Robert Newman

Personal information
- Nationality: British (English)
- Born: 17 February 1975 (age 51)

Sport
- Club: Reading

Medal record
Representing England
World Outdoor Championships
| Bronze medal – third place | 2004 Ayr | triples |
| Bronze medal – third place | 2004 Ayr | fours |
| Bronze medal – third place | 2008 Christchurch | fours |
Commonwealth Games
| Bronze medal – third place | 2010 Delhi | triples |
Atlantic Bowls Championships
| Silver medal – second place | 2009 Johannesburg | fours |
| Bronze medal – third place | 2015 Paphos | triples |

= Robert Newman (bowls) =

English international bowls player

Robert Newman (born 1975) is a former English international lawn and indoor bowls player.

== Bowls career ==
Newman was a junior international indoors and lost to Stuart Airey in the final of the 1995 English indoor singles championship.

Newman won three bronze medals in the World Bowls Championship. The first two in the triples and fours at the 2004 World Outdoor Bowls Championship in Ayr followed by another bronze in the fours at the 2008 World Outdoor Bowls Championship in Christchurch.
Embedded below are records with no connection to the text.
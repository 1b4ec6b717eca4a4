//! End to end donations over a real socket, with the translation and
//! transcription services mocked.

use std::net::SocketAddr;
use std::path::Path;

use eunoia::config::{Overrides, Settings, SttKind};
use eunoia::runtime::build_state;
use eunoia::{JsonlStore, MemoryKind, MemoryStore, StatusMessage, router};
use httpmock::prelude::*;
use serde_json::{Value, json};
use tempfile::tempdir;
use tokio::sync::oneshot;
use tokio::task::JoinHandle;

struct Running {
    base: String,
    stop: oneshot::Sender<()>,
    server: JoinHandle<()>,
    worker: JoinHandle<()>,
}

impl Running {
    /// Stop accepting requests and wait for queued audio to finish.
    async fn shutdown(self) {
        let _ = self.stop.send(());
        self.server.await.unwrap();
        self.worker.await.unwrap();
    }
}

fn settings(dir: &Path, mock: &MockServer) -> Settings {
    Settings::from_overrides(Overrides {
        host: Some("127.0.0.1".into()),
        data_dir: Some(dir.join("data")),
        temp_dir: Some(dir.join("tmp")),
        stt: Some(SttKind::Http),
        stt_url: Some(mock.url("/v1/audio/transcriptions")),
        translate_url: Some(mock.base_url()),
        ..Overrides::default()
    })
    .unwrap()
}

async fn start(settings: &Settings) -> Running {
    let (state, worker) = build_state(settings).await.unwrap();
    let audio_dir = settings_audio_dir(settings);
    let app = router(state, settings.max_upload_bytes, Some(audio_dir.as_path()));
    let listener = tokio::net::TcpListener::bind("127.0.0.1:0").await.unwrap();
    let addr: SocketAddr = listener.local_addr().unwrap();
    let (stop, stopped) = oneshot::channel::<()>();
    let server = tokio::spawn(async move {
        axum::serve(listener, app)
            .with_graceful_shutdown(async move {
                let _ = stopped.await;
            })
            .await
            .unwrap();
    });
    Running {
        base: format!("http://{addr}"),
        stop,
        server,
        worker,
    }
}

fn settings_audio_dir(settings: &Settings) -> std::path::PathBuf {
    match &settings.vault {
        eunoia::config::VaultSettings::Local { dir, .. } => dir.clone(),
        other => panic!("expected a local vault, got {other:?}"),
    }
}

async fn mock_services(mock: &MockServer) {
    mock.mock_async(|when, then| {
        when.method(POST).path("/translate");
        then.status(200)
            .json_body(json!({"translatedText": "what a wonderful day"}));
    })
    .await;
    mock.mock_async(|when, then| {
        when.method(POST).path("/v1/audio/transcriptions");
        then.status(200).json_body(json!({"text": "que dia maravilhoso"}));
    })
    .await;
}

#[tokio::test]
async fn text_and_audio_donations_reach_the_store() {
    let dir = tempdir().unwrap();
    let mock = MockServer::start_async().await;
    mock_services(&mock).await;
    let settings = settings(dir.path(), &mock);
    let running = start(&settings).await;
    let client = reqwest::Client::new();

    let form = reqwest::multipart::Form::new()
        .text("text", "que dia maravilhoso")
        .text("lat", "-8.05")
        .text("lon", "-34.9");
    let resp: StatusMessage = client
        .post(format!("{}/doar", running.base))
        .multipart(form)
        .send()
        .await
        .unwrap()
        .json()
        .await
        .unwrap();
    assert_eq!(resp.status, "success");

    let listed: Vec<Value> = client
        .get(format!("{}/memorias", running.base))
        .send()
        .await
        .unwrap()
        .json()
        .await
        .unwrap();
    assert_eq!(listed.len(), 1);
    assert_eq!(listed[0]["aura_color"], "#f5a623");
    assert_eq!(listed[0]["lat"], -8.05);
    assert_eq!(listed[0]["original_text"], "que dia maravilhoso");

    let form = reqwest::multipart::Form::new().part(
        "audio_file",
        reqwest::multipart::Part::bytes(b"webm bytes".to_vec()).file_name("voice.webm"),
    );
    let resp: StatusMessage = client
        .post(format!("{}/doar", running.base))
        .multipart(form)
        .send()
        .await
        .unwrap()
        .json()
        .await
        .unwrap();
    assert_eq!(resp.status, "success");

    drop(client);
    running.shutdown().await;

    let store = JsonlStore::open(dir.path().join("data")).await.unwrap();
    let all = store.all().await.unwrap();
    assert_eq!(all.len(), 2);
    let audio = all
        .iter()
        .find(|m| m.memory.kind == MemoryKind::Audio)
        .unwrap();
    assert!(audio.memory.location.is_none());
    assert_eq!(audio.memory.original_text, "que dia maravilhoso");
    let url = audio.memory.audio_url.as_deref().unwrap();
    assert!(url.starts_with("http://127.0.0.1:8000/audio/eunoia_"));
    assert!(url.ends_with(".webm"));

    assert_eq!(std::fs::read_dir(dir.path().join("tmp")).unwrap().count(), 0);
    assert_eq!(
        std::fs::read_dir(dir.path().join("data/audio"))
            .unwrap()
            .count(),
        1
    );
}

#[tokio::test]
async fn failed_transcription_is_silent_to_the_donor() {
    let dir = tempdir().unwrap();
    let mock = MockServer::start_async().await;
    mock.mock_async(|when, then| {
        when.method(POST).path("/v1/audio/transcriptions");
        then.status(500);
    })
    .await;
    let settings = settings(dir.path(), &mock);
    let running = start(&settings).await;

    let form = reqwest::multipart::Form::new().part(
        "audio_file",
        reqwest::multipart::Part::bytes(b"noise".to_vec()).file_name("noise.ogg"),
    );
    let resp = reqwest::Client::new()
        .post(format!("{}/doar", running.base))
        .multipart(form)
        .send()
        .await
        .unwrap();
    assert_eq!(resp.status().as_u16(), 200);
    let body: StatusMessage = resp.json().await.unwrap();
    assert_eq!(body.status, "success");

    running.shutdown().await;

    let store = JsonlStore::open(dir.path().join("data")).await.unwrap();
    assert!(store.all().await.unwrap().is_empty());
    assert_eq!(std::fs::read_dir(dir.path().join("tmp")).unwrap().count(), 0);
}

#[tokio::test]
async fn empty_submission_gets_soft_error() {
    let dir = tempdir().unwrap();
    let mock = MockServer::start_async().await;
    let settings = settings(dir.path(), &mock);
    let running = start(&settings).await;

    let resp = reqwest::Client::new()
        .post(format!("{}/doar", running.base))
        .multipart(reqwest::multipart::Form::new().text("lat", "1"))
        .send()
        .await
        .unwrap();
    assert_eq!(resp.status().as_u16(), 200);
    let body: StatusMessage = resp.json().await.unwrap();
    assert_eq!(body.status, "error");

    running.shutdown().await;
}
Newman also won a bronze medal at the lawn bowls competition at the 2010 Commonwealth Games. He announced his retirement in 2016.

He won two Men's National Championships in the triples (2003) and the fours (1993) bowling for Reading. He finished runner-up to Graham Shadwell in the 1999 national junior singles.

In 2009 he won the fours silver medal at the Atlantic Bowls Championships and in 2015 he won the triples bronze medal at the Championships. In 2010, he won the Hong Kong International Bowls Classic singles and pairs titles.